## [Exercise details]
Over all lines in the data below, count those holding "MergeConfig" and give only the result.
Top of Extracted records
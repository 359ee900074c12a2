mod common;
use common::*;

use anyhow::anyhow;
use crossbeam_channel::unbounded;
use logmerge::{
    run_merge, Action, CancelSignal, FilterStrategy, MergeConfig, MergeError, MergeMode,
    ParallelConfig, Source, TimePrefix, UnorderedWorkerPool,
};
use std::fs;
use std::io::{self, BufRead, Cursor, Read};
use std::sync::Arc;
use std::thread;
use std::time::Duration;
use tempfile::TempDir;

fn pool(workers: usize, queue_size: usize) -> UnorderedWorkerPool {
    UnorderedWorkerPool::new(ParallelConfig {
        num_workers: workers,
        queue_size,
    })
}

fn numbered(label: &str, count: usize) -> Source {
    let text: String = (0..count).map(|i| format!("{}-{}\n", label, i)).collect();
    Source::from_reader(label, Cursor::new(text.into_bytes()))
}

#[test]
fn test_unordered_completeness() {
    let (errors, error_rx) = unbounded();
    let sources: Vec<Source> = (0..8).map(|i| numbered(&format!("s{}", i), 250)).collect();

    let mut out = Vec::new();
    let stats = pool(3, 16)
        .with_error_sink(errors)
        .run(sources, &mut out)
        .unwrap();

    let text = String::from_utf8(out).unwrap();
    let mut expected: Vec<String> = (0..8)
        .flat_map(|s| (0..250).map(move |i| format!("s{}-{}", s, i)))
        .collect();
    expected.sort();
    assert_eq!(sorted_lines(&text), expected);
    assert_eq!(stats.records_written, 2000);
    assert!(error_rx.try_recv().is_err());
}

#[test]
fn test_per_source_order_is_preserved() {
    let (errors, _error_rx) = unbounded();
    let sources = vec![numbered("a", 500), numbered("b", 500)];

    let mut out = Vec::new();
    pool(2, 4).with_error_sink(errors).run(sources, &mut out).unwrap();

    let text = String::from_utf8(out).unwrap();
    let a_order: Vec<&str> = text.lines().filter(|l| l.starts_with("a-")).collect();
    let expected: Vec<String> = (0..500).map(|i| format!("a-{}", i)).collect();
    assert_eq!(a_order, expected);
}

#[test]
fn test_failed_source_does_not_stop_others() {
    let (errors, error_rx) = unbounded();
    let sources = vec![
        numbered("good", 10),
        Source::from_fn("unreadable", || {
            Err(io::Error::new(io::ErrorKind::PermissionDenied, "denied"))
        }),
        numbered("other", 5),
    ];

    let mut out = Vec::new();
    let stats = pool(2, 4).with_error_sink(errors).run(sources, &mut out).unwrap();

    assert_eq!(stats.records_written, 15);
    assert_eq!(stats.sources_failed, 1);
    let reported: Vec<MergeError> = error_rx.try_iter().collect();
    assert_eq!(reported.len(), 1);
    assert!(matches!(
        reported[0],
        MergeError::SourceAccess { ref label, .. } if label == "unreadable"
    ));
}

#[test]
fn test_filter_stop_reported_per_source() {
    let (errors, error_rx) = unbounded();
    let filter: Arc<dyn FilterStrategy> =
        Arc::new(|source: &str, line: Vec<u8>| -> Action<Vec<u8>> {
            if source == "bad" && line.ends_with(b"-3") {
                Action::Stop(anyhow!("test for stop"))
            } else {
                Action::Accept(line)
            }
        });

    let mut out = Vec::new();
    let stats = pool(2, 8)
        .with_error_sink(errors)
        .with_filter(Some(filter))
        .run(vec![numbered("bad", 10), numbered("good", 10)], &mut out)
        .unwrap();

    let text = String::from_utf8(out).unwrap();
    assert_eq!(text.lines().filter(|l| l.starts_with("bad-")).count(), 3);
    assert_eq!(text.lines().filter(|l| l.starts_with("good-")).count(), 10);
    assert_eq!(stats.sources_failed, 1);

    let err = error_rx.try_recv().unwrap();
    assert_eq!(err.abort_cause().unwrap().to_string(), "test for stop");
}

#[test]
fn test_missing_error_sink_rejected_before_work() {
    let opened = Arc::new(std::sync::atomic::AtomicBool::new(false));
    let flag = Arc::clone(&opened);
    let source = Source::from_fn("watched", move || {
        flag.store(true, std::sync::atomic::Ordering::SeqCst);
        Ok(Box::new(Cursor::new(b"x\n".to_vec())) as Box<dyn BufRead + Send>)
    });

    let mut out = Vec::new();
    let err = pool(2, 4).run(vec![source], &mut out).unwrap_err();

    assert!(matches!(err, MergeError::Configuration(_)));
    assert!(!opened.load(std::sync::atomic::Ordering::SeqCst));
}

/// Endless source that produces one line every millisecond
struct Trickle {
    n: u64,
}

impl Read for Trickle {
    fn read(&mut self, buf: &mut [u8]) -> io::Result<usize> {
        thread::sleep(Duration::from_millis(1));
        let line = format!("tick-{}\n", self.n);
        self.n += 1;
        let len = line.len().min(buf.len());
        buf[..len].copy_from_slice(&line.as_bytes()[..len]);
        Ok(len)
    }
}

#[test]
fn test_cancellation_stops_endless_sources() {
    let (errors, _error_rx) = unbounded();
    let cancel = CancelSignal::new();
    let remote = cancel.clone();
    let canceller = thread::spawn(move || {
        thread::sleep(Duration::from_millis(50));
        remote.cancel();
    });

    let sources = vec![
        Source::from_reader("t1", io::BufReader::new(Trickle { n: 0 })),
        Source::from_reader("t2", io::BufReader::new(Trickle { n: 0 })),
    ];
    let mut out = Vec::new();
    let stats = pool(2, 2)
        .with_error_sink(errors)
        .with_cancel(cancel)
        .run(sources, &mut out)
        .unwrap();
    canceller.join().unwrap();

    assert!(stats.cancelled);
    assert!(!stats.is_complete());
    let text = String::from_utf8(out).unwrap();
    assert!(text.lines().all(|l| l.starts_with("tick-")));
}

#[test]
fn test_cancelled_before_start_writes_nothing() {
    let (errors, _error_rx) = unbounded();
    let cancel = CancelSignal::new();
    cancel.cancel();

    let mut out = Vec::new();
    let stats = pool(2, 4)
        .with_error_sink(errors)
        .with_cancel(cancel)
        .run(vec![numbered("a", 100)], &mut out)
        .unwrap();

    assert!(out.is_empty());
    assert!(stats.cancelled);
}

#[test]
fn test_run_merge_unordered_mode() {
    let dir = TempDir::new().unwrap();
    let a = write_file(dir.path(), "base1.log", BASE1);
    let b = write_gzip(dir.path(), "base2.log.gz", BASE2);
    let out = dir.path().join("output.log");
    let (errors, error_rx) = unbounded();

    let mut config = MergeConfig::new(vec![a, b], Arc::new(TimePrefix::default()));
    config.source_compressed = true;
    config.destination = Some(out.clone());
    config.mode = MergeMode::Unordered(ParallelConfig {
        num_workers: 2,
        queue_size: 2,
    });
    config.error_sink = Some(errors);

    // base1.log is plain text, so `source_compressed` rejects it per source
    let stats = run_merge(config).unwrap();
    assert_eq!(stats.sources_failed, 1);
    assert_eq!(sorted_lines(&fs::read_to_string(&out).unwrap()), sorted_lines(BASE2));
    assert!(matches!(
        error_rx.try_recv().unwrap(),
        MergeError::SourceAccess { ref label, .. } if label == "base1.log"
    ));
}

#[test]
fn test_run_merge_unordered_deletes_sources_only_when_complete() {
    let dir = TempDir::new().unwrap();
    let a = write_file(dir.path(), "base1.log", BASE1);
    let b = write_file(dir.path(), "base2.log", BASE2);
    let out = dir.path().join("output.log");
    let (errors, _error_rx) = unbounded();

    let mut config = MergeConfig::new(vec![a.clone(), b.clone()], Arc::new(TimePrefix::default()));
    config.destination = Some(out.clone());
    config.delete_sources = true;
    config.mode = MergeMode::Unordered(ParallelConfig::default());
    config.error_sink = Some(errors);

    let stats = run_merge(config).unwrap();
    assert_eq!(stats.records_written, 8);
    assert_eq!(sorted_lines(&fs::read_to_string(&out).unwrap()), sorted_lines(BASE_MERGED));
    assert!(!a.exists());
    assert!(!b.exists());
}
Bottom of Extracted records
Top of Extracted records
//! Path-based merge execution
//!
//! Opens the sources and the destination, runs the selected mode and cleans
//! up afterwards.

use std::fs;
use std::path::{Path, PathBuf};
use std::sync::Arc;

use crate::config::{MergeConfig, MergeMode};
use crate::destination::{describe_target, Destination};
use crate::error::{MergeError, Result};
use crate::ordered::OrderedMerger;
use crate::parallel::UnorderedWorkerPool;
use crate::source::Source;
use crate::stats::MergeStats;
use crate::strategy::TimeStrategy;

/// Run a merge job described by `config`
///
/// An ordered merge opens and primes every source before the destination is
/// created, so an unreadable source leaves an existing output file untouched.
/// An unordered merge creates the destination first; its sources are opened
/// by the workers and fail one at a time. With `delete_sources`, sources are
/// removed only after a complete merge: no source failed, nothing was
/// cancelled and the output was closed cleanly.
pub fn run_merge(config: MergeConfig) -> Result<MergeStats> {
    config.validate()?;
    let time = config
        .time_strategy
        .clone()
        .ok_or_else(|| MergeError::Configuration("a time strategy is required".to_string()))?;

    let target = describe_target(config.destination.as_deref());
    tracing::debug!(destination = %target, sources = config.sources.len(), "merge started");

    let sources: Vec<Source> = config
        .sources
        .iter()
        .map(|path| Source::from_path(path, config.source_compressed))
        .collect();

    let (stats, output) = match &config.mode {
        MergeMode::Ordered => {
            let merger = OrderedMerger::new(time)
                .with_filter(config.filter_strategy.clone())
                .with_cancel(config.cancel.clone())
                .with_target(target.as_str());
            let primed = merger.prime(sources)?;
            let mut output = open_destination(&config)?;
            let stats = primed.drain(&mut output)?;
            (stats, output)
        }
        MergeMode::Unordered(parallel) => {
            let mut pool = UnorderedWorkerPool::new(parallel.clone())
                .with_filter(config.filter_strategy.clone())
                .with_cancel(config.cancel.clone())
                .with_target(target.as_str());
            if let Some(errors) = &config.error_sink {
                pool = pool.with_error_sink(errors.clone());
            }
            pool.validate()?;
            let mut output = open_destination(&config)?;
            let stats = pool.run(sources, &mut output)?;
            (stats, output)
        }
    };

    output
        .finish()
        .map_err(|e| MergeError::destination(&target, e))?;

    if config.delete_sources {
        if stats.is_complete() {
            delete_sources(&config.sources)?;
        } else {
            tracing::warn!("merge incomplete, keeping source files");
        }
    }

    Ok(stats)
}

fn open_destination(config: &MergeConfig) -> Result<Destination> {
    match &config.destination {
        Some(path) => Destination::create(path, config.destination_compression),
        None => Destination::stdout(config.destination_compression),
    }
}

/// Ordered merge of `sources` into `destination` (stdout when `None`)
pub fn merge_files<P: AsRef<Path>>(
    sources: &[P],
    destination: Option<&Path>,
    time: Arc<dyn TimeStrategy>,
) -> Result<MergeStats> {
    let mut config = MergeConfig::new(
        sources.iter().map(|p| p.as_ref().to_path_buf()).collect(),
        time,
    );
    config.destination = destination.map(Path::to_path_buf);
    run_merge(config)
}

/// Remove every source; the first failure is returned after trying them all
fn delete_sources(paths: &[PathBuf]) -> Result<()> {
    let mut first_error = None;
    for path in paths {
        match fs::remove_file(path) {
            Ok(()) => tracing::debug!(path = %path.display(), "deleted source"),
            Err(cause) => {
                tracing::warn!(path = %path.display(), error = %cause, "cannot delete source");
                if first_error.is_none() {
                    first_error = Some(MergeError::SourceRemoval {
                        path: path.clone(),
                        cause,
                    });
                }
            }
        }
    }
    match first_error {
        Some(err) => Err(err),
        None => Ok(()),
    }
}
Bottom of Extracted records
Top of Extracted records
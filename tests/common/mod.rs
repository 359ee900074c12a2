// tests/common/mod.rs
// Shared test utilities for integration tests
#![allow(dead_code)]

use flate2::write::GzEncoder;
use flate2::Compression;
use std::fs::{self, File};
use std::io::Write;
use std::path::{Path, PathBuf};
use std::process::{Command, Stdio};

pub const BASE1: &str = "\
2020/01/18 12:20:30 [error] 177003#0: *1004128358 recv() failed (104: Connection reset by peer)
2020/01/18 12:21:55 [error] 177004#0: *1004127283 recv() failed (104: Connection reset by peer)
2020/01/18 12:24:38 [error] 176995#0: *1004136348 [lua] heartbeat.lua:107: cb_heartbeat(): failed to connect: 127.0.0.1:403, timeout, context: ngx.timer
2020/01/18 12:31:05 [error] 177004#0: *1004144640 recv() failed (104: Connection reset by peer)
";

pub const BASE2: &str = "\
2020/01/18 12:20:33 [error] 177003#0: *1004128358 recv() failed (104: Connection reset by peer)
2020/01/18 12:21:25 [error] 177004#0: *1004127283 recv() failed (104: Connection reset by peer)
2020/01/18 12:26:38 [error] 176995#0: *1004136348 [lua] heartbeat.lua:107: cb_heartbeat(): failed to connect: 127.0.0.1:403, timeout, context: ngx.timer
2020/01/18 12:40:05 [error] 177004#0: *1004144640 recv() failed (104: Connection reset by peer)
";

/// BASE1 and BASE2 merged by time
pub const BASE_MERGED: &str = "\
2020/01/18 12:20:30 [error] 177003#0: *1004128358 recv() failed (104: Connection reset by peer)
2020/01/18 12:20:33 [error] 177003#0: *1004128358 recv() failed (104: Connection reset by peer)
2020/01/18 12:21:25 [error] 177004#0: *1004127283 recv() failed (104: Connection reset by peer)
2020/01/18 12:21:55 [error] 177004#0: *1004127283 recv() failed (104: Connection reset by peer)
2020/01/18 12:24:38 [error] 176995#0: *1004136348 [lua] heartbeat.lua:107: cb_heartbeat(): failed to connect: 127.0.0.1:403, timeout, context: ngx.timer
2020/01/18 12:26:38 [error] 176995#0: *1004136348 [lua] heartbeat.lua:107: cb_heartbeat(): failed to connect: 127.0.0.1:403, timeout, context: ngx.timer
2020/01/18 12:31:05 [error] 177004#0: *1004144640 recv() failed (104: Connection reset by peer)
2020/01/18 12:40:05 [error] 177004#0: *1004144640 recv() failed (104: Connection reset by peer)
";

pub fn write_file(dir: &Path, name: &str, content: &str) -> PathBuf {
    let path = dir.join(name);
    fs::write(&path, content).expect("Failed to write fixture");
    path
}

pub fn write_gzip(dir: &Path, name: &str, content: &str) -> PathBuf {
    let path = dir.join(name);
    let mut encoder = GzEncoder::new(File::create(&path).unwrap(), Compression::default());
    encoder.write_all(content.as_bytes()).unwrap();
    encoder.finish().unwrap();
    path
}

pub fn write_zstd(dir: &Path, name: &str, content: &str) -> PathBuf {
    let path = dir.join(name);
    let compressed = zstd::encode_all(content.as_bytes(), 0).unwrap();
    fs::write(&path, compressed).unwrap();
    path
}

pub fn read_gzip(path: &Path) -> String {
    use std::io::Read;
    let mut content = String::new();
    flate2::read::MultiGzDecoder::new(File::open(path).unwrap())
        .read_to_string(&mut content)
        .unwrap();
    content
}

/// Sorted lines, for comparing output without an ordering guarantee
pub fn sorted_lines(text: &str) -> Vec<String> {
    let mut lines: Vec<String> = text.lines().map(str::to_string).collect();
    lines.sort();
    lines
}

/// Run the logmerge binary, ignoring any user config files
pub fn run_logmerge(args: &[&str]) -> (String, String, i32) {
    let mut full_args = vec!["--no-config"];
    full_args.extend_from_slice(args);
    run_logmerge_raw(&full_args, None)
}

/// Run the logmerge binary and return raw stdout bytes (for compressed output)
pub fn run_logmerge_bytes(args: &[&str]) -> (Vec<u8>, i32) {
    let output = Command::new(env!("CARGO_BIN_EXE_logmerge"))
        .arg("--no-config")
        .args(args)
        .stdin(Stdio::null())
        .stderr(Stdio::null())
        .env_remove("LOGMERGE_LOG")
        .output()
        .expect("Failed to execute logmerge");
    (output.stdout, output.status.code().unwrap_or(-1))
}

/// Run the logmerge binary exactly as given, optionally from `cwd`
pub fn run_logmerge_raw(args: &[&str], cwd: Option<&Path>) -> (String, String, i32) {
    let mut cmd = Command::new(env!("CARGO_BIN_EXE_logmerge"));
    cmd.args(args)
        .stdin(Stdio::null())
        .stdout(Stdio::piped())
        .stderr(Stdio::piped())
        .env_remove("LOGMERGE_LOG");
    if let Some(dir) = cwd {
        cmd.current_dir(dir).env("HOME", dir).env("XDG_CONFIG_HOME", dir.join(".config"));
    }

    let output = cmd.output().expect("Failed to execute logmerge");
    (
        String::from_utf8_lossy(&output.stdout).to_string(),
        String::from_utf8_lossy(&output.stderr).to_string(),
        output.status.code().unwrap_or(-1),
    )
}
Bottom of Extracted records
## [Solved exercise]
7